Bolehkah Kita Membuat Mazhab Sendiri Di Luar Mazhab Empat?

kumpulan-kitab

Bolehkah Kita Membuat Mazhab Sendiri Di Luar Mazhab Empat?

Assalamu ‘alaikum wr. wb.

Apakah mazhab itu hanya sebatas empat saja, ataukah bisa lebih dari empat? Bolehkah kita membuat mazhab sendiri selain dari mazhab empat yang sudah ada?

Wassalam

Assalamu ‘alaikum warahmatullahi wabarakatuh,

Pada dasarnya setiap muslim tidak pernah bisa dilepaskan dari mazhab. Sebab mazhab pada dasarnya adalah hasil ijtihad atas apa yang dipahami dari sumber agama, yaitu Al-Quran dan As-Sunnah. Setiap orang yang menjalankan perintah-perintah Allah di dalam Al-Quran dan perintah-perintah yang lebih detail di dalam As-Sunnah, sudah pasti dia bermazhab. Setidaknya mazhab gurunya, dimana si guru itu mengajarkan hukum-hukum yang terdapat pada sumber agama itu.

Mazhab Betulan VS Mazhab Bikin Sendiri

Kalau saya perhatikan praktek pemahaman mazhab di tengah masyarakat awam, saya sering membagi jenis mazhab ini menjadi dua jenis, yaitu mazhab amatiran dan mazhab profesional.

1. Mazhab Amatiran

Mazhab amaritan ini sebenarnya bukan mazhab betulan tetapi hanya sekedar mazhab-mazhaban. Mazhab amatiran adalah mazhab hasil bikin-bikinan sendiri, bukan hasil kerja orang-orang profesional. Tentu saja mazhab semacam ini tidak resmi, sifatnya amatiran dan hasil bikin-bikinan sendiri.

Ibarat proyek mobil nasional yang mangkrak tidak jelas nasibnya. Mobil semacam ini sudah boleh disebut mobil, tetapi sesungguhnya masih merupakan purwarupa (prototipe), yang belum boleh diproduksi massal dan belum belum laik darat.

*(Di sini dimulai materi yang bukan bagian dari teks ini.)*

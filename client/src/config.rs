//! Connection settings for the pantry service

use serde::{Deserialize, Serialize};
use std::time::Duration;

/// Where the pantry service lives and how long to wait for it
#[derive(Debug, Clone, PartialEq, Eq, Serialize, Deserialize)]
#[serde(default)]
pub struct ClientConfig {
    /// Service root, e.g. `http://localhost:8000/`
    pub base_url: String,
    /// Per-request timeout in seconds
    pub timeout_secs: u64,
}

impl Default for ClientConfig {
    fn default() -> Self {
        Self {
            base_url: "http://localhost:8000/".to_string(),
            timeout_secs: 10,
        }
    }
}

impl ClientConfig {
    /// Config pointing at `base_url` with the default timeout
    #[must_use]
    pub fn with_base_url(base_url: impl Into<String>) -> Self {
        Self {
            base_url: base_url.into(),
            ..Self::default()
        }
    }

    /// Base URL with exactly one trailing slash, ready for relative paths
    #[must_use]
    pub fn normalized_base_url(&self) -> String {
        format!("{}/", self.base_url.trim().trim_end_matches('/'))
    }

    /// Request timeout
    #[must_use]
    pub const fn timeout(&self) -> Duration {
        Duration::from_secs(self.timeout_secs)
    }
}

#[cfg(test)]
mod tests {
    use super::*;

    #[test]
    fn base_url_gains_single_trailing_slash() {
        assert_eq!(
            ClientConfig::with_base_url("http://pantry.local:8000").normalized_base_url(),
            "http://pantry.local:8000/"
        );
        assert_eq!(
            ClientConfig::with_base_url("http://pantry.local//").normalized_base_url(),
            "http://pantry.local/"
        );
    }

    #[test]
    fn defaults() {
        let config = ClientConfig::default();
        assert_eq!(config.timeout(), Duration::from_secs(10));
        assert!(config.base_url.ends_with('/'));
    }
}
/// Workflow state for one resource kind.
#[derive(Debug, Clone)]
pub struct WorkflowState<K: Editable> {
    /// Fixed data the panel works within
    pub context: K::Context,
    /// Current panel
    pub panel: Panel<K>,
    /// Notices raised by the panel
    pub notice: NoticeSlot,
    next_ticket: u64,
}

impl<K: Editable> WorkflowState<K> {
    /// Closed panel
    #[must_use]
    pub fn new(context: K::Context) -> Self {
        Self {
            context,
            panel: Panel::Closed,
            notice: NoticeSlot::default(),
            next_ticket: 0,
        }
    }

    /// Whether any panel is showing
    #[must_use]
    pub const fn is_open(&self) -> bool {
        !matches!(self.panel, Panel::Closed)
    }

    /// The open form, if any
    #[must_use]
    pub const fn session(&self) -> Option<&EditSession<K>> {
        match &self.panel {
            Panel::Editing(session) => Some(session),
            _ => None,
        }
    }

    /// A save or delete is in flight
    #[must_use]
    pub const fn is_busy(&self) -> bool {
        match &self.panel {
            Panel::Editing(session) => session.submitting,
            Panel::ConfirmDelete { deleting, .. } => *deleting,
            Panel::Closed | Panel::Menu { .. } => false,
        }
    }

    fn issue_ticket(&mut self) -> u64 {
        self.next_ticket += 1;
        self.next_ticket
    }
}

/// Inputs to a [`WorkflowReducer`].
#[derive(Debug, Clone)]
pub enum WorkflowAction<K: Editable> {
    /// Open the menu on `id`, or close it if already open on `id`
    ToggleMenu(Id),
    /// Open an empty form
    OpenCreate,
    /// Menu: edit the target
    ChooseEdit,
    /// Menu: delete the target
    ChooseDelete,
    /// Close the panel
    Close,
    /// Form fetches finished
    Prepared {
        /// Request this reply belongs to
        ticket: u64,
        /// Loaded form and choices
        prepared: Prepared<K>,
    },
    /// Form fetches failed
    PrepareFailed {
        /// Request this reply belongs to
        ticket: u64,
        /// What went wrong
        error: GatewayError,
    },
    /// Retry the form fetches after a failure
    Reload,
    /// Change one field
    Edit(K::Field),
    /// Validate and save
    Submit,
    /// Save succeeded and was announced
    Saved {
        /// Request this reply belongs to
        ticket: u64,
        /// Entity as returned by the service
        entity: K,
        /// Whether it was a create
        created: bool,
    },
    /// Save failed
    SaveFailed {
        /// Request this reply belongs to
        ticket: u64,
        /// Whether it was a create
        created: bool,
        /// What went wrong
        error: GatewayError,
    },
    /// Confirmation: delete the target
    ConfirmDelete,
    /// Delete succeeded and was announced
    Deleted {
        /// Request this reply belongs to
        ticket: u64,
        /// Deleted id
        id: Id,
    },
    /// Delete failed
    DeleteFailed {
        /// Request this reply belongs to
        ticket: u64,
        /// What went wrong
        error: GatewayError,
    },
    /// Notice timer expired, or the user acknowledged a blocking notice
    DismissNotice(u64),
}

/// Reducer for [`WorkflowState`], generic over the resource kind.
pub struct WorkflowReducer<K> {
    _kind: PhantomData<fn() -> K>,
}

impl<K> WorkflowReducer<K> {
    /// Create a reducer
    #[must_use]
    pub const fn new() -> Self {
        Self { _kind: PhantomData }
    }
}

impl<K> Default for WorkflowReducer<K> {
    fn default() -> Self {
        Self::new()
    }
}

impl<K> Clone for WorkflowReducer<K> {
    fn clone(&self) -> Self {
        *self
    }
}

impl<K> Copy for WorkflowReducer<K> {}
//! proptest strategies for wire types

use larder_client::{CapacityMeasure, Container, Id, PantryItem, Recipe};
use proptest::prelude::*;
use proptest::sample::select;

/// Ids in either shape.
pub fn arb_id() -> impl Strategy<Value = Id> {
    prop_oneof![
        (1_i64..10_000).prop_map(Id::Int),
        "[a-z][a-z0-9]{0,6}".prop_map(Id::Text),
    ]
}

/// Ids drawn from a small pool, so collisions are common.
pub fn arb_small_id() -> impl Strategy<Value = Id> {
    (0_i64..6).prop_map(Id::Int)
}

/// Display names.
pub fn arb_name() -> impl Strategy<Value = String> {
    "[A-Z][a-z]{1,10}( [a-z]{1,8})?"
}

/// Capacity measures.
pub fn arb_capacity_measure() -> impl Strategy<Value = CapacityMeasure> {
    select(CapacityMeasure::ALL.to_vec())
}

/// Containers.
pub fn arb_container() -> impl Strategy<Value = Container> {
    select(Container::ALL.to_vec())
}

/// Pantry items in `category`.
pub fn arb_pantry_item(category: Id) -> impl Strategy<Value = PantryItem> {
    (
        arb_small_id(),
        arb_name(),
        1_i64..5000,
        arb_capacity_measure(),
        arb_container(),
        0_u32..20,
    )
        .prop_map(move |(id, name, capacity, capacity_measure, container, on_hand)| PantryItem {
            id,
            name,
            category: category.clone(),
            capacity,
            capacity_measure,
            container,
            on_hand: f64::from(on_hand),
        })
}

/// Recipes with nothing planned.
pub fn arb_recipe() -> impl Strategy<Value = Recipe> {
    (arb_small_id(), arb_name(), 1_i64..12).prop_map(|(id, name, serves)| Recipe {
        id,
        name,
        serves,
        image_src: None,
        servings: 0,
    })
}

#[cfg(test)]
mod tests {
    use super::*;

    proptest! {
        #[test]
        fn ids_render_without_quotes(id in arb_id()) {
            let rendered = id.to_string();
            prop_assert!(!rendered.contains('"'));
            prop_assert!(!rendered.is_empty());
        }

        #[test]
        fn pantry_items_keep_requested_category(item in arb_pantry_item(Id::from("c1"))) {
            prop_assert_eq!(item.category, Id::from("c1"));
            prop_assert!(item.capacity > 0);
        }
    }
}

Mobil sejenisnya ini secara teori mungkin bisa dianggap mobil, tetapi masih perlu proses panjang untuk bisa disebut mobil yang sesungguhnya.

Dalam dunia fiqih modern saat ini, banyak sekali kalangan yang rada-rada anti terhadap mazhab-mahab baku dan  profesional, lalu berupaya membangung mazhab sendiri sebagai mazhab baru. Tentu saja kehendak ini tidak bisa dilarang, sebab bermazhab dan membangun mazhab itu hak siapa saja. Yang penting kualitasnya harus bisa dijamin.

Namun untuk membangun mazhab baru yang profesional tentu saja tidak semudah yang apa yang dicita-citakan di dalam angan. Ibarat industri mobil di atas, yang sering terjadi alih-alih bikin mobil betulan, ternyata hasilnya hanya sebatas mobil prototipe belaka.

Mengapa demikian?

Karena tidak didukung dengan pengalaman lapangan, kemampuan teknis, keterbatasan sumber daya manusia, keterbatasan infrastruktur, keterbatasan marketing, keterbatasan dana dan sejuta keterbatasan yang lain.

Oleh karena itu mazhab-mazhab amatiran ini bisa lahir berjuta jumlahnya, tapi runtuh dan tumbang hanya dalam sekejap. Tidak pernah bisa menjadi mazhab profesional, karena hanya pandai berteori tetapi tidak laku di pasaran karena alasan kualitas.

2. Mazhab Profesional

Lain cerita dengan mazhab pro yang kita kenal hari ini ada empat jumlahnya, yaitu mazhab Al-Hanafiyah, Al-Malikiyah, Asy-Syafi’iyah dan Al-Hanabilah. Empat mazhab ini adalah mazhab resmi yang baku, sangat besar ukurannya dan hsil kreatifitas berjuta ahli yang profesional sepanjang lebih dari 13 abad perjalanan peradaban Islam.

Sebenarnya jumlahnya bukan hanya empat tetapi sampai belasan, kalau kita sebutkan dalam timeline sejarah fiqih. Namun yang masih eksis di hari ini menembus perjalanan waktu tersisa tinggal empat ini saja.

Empat mazhab inilah yang oleh sebagian kalangan yang jahil dan kurang ilmu seringkali dihina, dicaci maki, dan para pemeluknya selalu dianggap bodoh, tolol, terbelakang dan seringkali digoblok-goblokkan sebagai kalangan ahli taqlid.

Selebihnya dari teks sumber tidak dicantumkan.